Genus of molluscs (fossil)

Fagesia is a small, subglobular ammonite (suborder Ammonitina) belonging to the vascoceratid family of the Acanthocerataceae that lived during the Turonian stage of the Late Cretaceous, 92–88 Ma ago.

The shell of Fagesia is about 9.5 cm (3.47 in) in diameter, typically with blunt umbilical tubercles from which spring 2 or three ribs each, but which are lost in the late growth stage.
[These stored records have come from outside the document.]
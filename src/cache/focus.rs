//! Focus-triggered revalidation
//!
//! A screen owns a `FocusObserver` with the keys it reads. Becoming active
//! invalidates exactly those keys; becoming inactive does nothing.

use crate::cache::{
    invalidation::{InvalidationEvent, InvalidationReason, KeyMatcher},
    store::KeyedCache,
    types::CacheKey,
};
use serde::{Deserialize, Serialize};
use tracing::debug;

#[derive(Debug, Clone, Copy, PartialEq, Eq, Serialize, Deserialize)]
pub enum FocusState {
    Inactive,
    Active,
}

/// Two-state observer of one screen's focus
pub struct FocusObserver {
    screen: String,
    keys: Vec<CacheKey>,
    state: FocusState,
    cache: KeyedCache,
}

impl FocusObserver {
    /// Create an observer; the screen starts out inactive
    pub fn new(cache: KeyedCache, screen: impl Into<String>, keys: Vec<CacheKey>) -> Self {
        Self {
            screen: screen.into(),
            keys,
            state: FocusState::Inactive,
            cache,
        }
    }

    pub fn state(&self) -> FocusState {
        self.state
    }

    pub fn screen(&self) -> &str {
        &self.screen
    }

    /// Keys invalidated when the screen becomes active
    pub fn keys(&self) -> &[CacheKey] {
        &self.keys
    }

    /// Screen became the active view
    ///
    /// Returns the invalidation record on an inactive → active transition,
    /// `None` if the screen was already active.
    pub async fn focus(&mut self) -> Option<InvalidationEvent> {
        if self.state == FocusState::Active {
            return None;
        }
        self.state = FocusState::Active;

        debug!("Screen '{}' focused, invalidating {} keys", self.screen, self.keys.len());

        let keys = self.keys.clone();
        let matcher = KeyMatcher::predicate(move |key| keys.contains(key));
        let event = self
            .cache
            .invalidate_with_reason(
                matcher,
                InvalidationReason::Focus {
                    screen: self.screen.clone(),
                },
            )
            .await;

        Some(event)
    }

    /// Screen went to the background
    pub fn blur(&mut self) {
        self.state = FocusState::Inactive;
    }

    /// Apply a focus change reported by the navigation layer
    pub async fn set_active(&mut self, active: bool) -> Option<InvalidationEvent> {
        if active {
            self.focus().await
        } else {
            self.blur();
            None
        }
    }
}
The suture is ammonitic with long spikey lobes and saddles with rounded subelements.

== Species ==
- †Fagesia catinus Mantell 1822 - Loma Gorda Formation, Colombia
- †Fagesia fleuryi Pervinquière 1907
- †Fagesia peroni Pervinquière 1907
- †Fagesia pervinquieri Bose 1920
- †Fagesia rudra Stoliczka 1865
- †Fagesia spheroidalis Pervinquière 1907
- †Fagesia superstes Kossmat 1897
- †Fagesia tevesthensis Peron 1896

== Distribution ==
Fossils of Fagesia have been found in Brazil, Colombia (El Colegio, Cundinamarca, La Frontera (Cundinamarca, Huila and Boyacá), and Loma Gorda Formations, Aipe, Huila), Egypt, France, Mexico, Morocco, Nigeria, Oman, Romania, the Russian Federation, Tunisia, United States (Arizona, California, Colorado, New Mexico, Texas), and Venezuela.